Der XIII. Kongress der Partei der Arbeit (PdA) führte zu einer Verjüngung der Parteispitze. Der abtretende Generalsektretär und Nationalrat A. Magnin (GE) verabschiedete sich nicht ohne selbstkritische Rückschau, indem er die zunehmende Bedeutungslosigkeit seiner Partei als Folge ihrer mangelhaften Präsenz in Fragen des Umweltschutzes oder der Lebensqualität darstellte. In der Folge forderte nun auch die PdA neben der Arbeitszeitverkürzung und dem Kündigungsschutz ein Moratorium für den Bau neuer Kernkraftwerke. Dem neuen Generalsekretär Spielmann (GE) gelang es, den einzigen der PdA verbliebenen Nationalratssitz zu halten
[33].
[29] Die GRAS traten in der ersten Jahreshälfte mit Abstimmungsempfehlungen (NZZ, 16.3.87) und mit der Ankündigung eigener Listen für die Nationalratswahlen (NZZ, 27.5.87) in Erscheinung. Die einzelnen Sektionen integrierten sich dann aber in andere grüne Gruppierungen.
[30] Verzicht auf Programm, Listenverbindungen: Presse vom 23.3. und 23.6.87; Fraktionsgemeinschaft: Presse vom 2.11. und 16.11.87; TA und BZ, 3.11.87; BaZ, 17.11.87; NZZ, 20.11.87. Siehe auch Ww, 5.3.87 und oben, Teil I, 1e (Eidg. Wahlen: Listenverbindungen; Resultate für den NR sowie Kantonale und kommunale Wahlen). Vgl. auch Lit. Rebeaud.
[31] GBS: Presse vom 15.9.87 und PZ, 17.9.87 (Kandidaturen und Programm). POCH: BaZ, 22.5.87; Presse vom 25.5.87; PZ, 28.5.87 (grüne Fraktion, Kongress). Zur Fraktionsbildung vgl. vorhergehende Anmerkung.
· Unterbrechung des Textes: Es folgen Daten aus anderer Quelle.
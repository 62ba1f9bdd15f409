//! Mitigation strategies: deriving a reduced risk register and pricing
//! the intervention against the P90 contingency shift it buys.

use serde::{Deserialize, Serialize};

use crate::error::SimulationError;
use crate::risk::SimulationConfig;
use crate::runner::SimulationResult;

/// A candidate intervention. Lives only long enough to derive a mitigated
/// register and price the result; nothing persists it.
#[derive(Debug, Clone, PartialEq, Serialize, Deserialize)]
pub struct MitigationStrategy {
    pub cost: f64,
    /// How much of each affected risk's impact the mitigation removes.
    pub effectiveness_percentage: f64,
    pub risk_ids_affected: Vec<String>,
}

impl MitigationStrategy {
    pub fn validate(&self, config: &SimulationConfig) -> Result<(), SimulationError> {
        if !self.cost.is_finite() || self.cost < 0.0 {
            return Err(SimulationError::InvalidParameters(format!(
                "mitigation cost must be finite and >= 0 (got {})",
                self.cost
            )));
        }
        if !(0.0..=100.0).contains(&self.effectiveness_percentage) {
            return Err(SimulationError::InvalidParameters(format!(
                "effectiveness_percentage must be in [0, 100] (got {})",
                self.effectiveness_percentage
            )));
        }
        if self.risk_ids_affected.is_empty() {
            return Err(SimulationError::InvalidParameters(
                "mitigation affects no risks".to_string(),
            ));
        }
        for id in &self.risk_ids_affected {
            if config.risk_index(id).is_none() {
                return Err(SimulationError::InvalidParameters(format!(
                    "mitigation references unknown risk '{id}'"
                )));
            }
        }
        Ok(())
    }
}

/// Derives the mitigated register: affected risks keep their shape but
/// shrink by the mitigation's effectiveness; everything else is untouched.
pub fn apply_mitigation(
    config: &SimulationConfig,
    strategy: &MitigationStrategy,
) -> Result<SimulationConfig, SimulationError> {
    strategy.validate(config)?;

    let factor = 1.0 - strategy.effectiveness_percentage / 100.0;
    let mut mitigated = config.clone();
    for risk in &mut mitigated.risks {
        if strategy.risk_ids_affected.iter().any(|id| *id == risk.id) {
            risk.distribution = risk.distribution.scaled(factor);
        }
    }
    Ok(mitigated)
}

#[derive(Debug, Clone, Copy, PartialEq, Serialize, Deserialize)]
pub struct MitigationRoi {
    /// P90 contingency freed by the mitigation.
    pub risk_reduction: f64,
    /// (risk_reduction - cost) / cost.
    pub roi: f64,
}

impl MitigationRoi {
    /// Prices a mitigation from the two P90 outcomes. A zero cost leaves
    /// the ratio undefined and is rejected rather than fabricated.
    pub fn from_p90(
        baseline_p90: f64,
        mitigated_p90: f64,
        strategy: &MitigationStrategy,
    ) -> Result<Self, SimulationError> {
        if strategy.cost == 0.0 {
            return Err(SimulationError::DivisionByZero);
        }
        let risk_reduction = baseline_p90 - mitigated_p90;
        Ok(Self {
            risk_reduction,
            roi: (risk_reduction - strategy.cost) / strategy.cost,
        })
    }
}

/// ROI of a mitigation given the baseline and mitigated run results.
pub fn mitigation_roi(
    baseline: &SimulationResult,
    mitigated: &SimulationResult,
    strategy: &MitigationStrategy,
) -> Result<MitigationRoi, SimulationError> {
    MitigationRoi::from_p90(
        baseline.percentiles.p90,
        mitigated.percentiles.p90,
        strategy,
    )
}

#[cfg(test)]
mod tests {
    use super::{apply_mitigation, MitigationRoi, MitigationStrategy};
    use crate::distributions::Distribution;
    use crate::error::SimulationError;
    use crate::risk::{Risk, RiskCategory, SimulationConfig};

    fn strategy(cost: f64) -> MitigationStrategy {
        MitigationStrategy {
            cost,
            effectiveness_percentage: 50.0,
            risk_ids_affected: vec!["a".to_string()],
        }
    }

    fn config() -> SimulationConfig {
        SimulationConfig {
            iterations: 1_000,
            random_seed: Some(1),
            baseline_cost: 0.0,
            risks: vec![
                Risk {
                    id: "a".to_string(),
                    category: RiskCategory::Cost,
                    distribution: Distribution::Triangular {
                        min: 100.0,
                        mode: 200.0,
                        max: 400.0,
                    },
                },
                Risk {
                    id: "b".to_string(),
                    category: RiskCategory::Schedule,
                    distribution: Distribution::Uniform {
                        min: 0.0,
                        max: 50.0,
                    },
                },
            ],
            correlations: Vec::new(),
        }
    }

    #[test]
    fn roi_from_the_worked_example() {
        let roi = MitigationRoi::from_p90(1_450_000.0, 1_350_000.0, &strategy(25_000.0)).unwrap();
        assert!((roi.risk_reduction - 100_000.0).abs() < 1e-9);
        assert!((roi.roi - 3.0).abs() < 1e-9);
    }

    #[test]
    fn zero_cost_is_rejected_not_fabricated() {
        let err = MitigationRoi::from_p90(100.0, 50.0, &strategy(0.0)).unwrap_err();
        assert!(matches!(err, SimulationError::DivisionByZero));
    }

    #[test]
    fn negative_reduction_yields_negative_roi() {
        // Mitigated P90 got worse; ROI must reflect the loss.
        let roi = MitigationRoi::from_p90(100.0, 120.0, &strategy(10.0)).unwrap();
        assert!(roi.roi < -1.0);
    }

    #[test]
    fn apply_scales_only_affected_risks() {
        let cfg = config();
        let mitigated = apply_mitigation(&cfg, &strategy(10.0)).unwrap();
        let original_mean = cfg.risks[0].distribution.mean();
        assert!((mitigated.risks[0].distribution.mean() - 0.5 * original_mean).abs() < 1e-9);
        assert_eq!(mitigated.risks[1].distribution, cfg.risks[1].distribution);
    }

    #[test]
    fn unknown_affected_risk_is_rejected() {
        let mut s = strategy(10.0);
        s.risk_ids_affected = vec!["ghost".to_string()];
        assert!(apply_mitigation(&config(), &s).is_err());
    }

    #[test]
    fn out_of_range_effectiveness_is_rejected() {
        let mut s = strategy(10.0);
        s.effectiveness_percentage = 120.0;
        assert!(apply_mitigation(&config(), &s).is_err());
    }
}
Zukunft der POCH: PZ, 11.6., 30.7., 22.10. und 29.10.87; TA, 4.11.87. Poch-Zeitung: PZ, 29.10.87; Presse vom 30.10.87; WoZ, 30.10.87. Siehe auch oben, Teil I, 1e (Eidg. Wahlen: Listenverbindungen; Resultate für den NR sowie Kantonale und kommunale Wahlen) und 8c (Presse). Vgl. auch Lit. "Aus-Wahlbuch".
[32] TA, 8.5.87; Presse vom 11.5.87; WoZ, 6.2.87; VO, 16.4.87; Bresche, 12.1. und 9.2.87.
[33] PdA-Kongress: Presse vom 28.2. und 2.3.87; VO, 15.1., 29.1. und 12.3.87; Vorwärts, 5.3.87; Bresche, 9.3.87.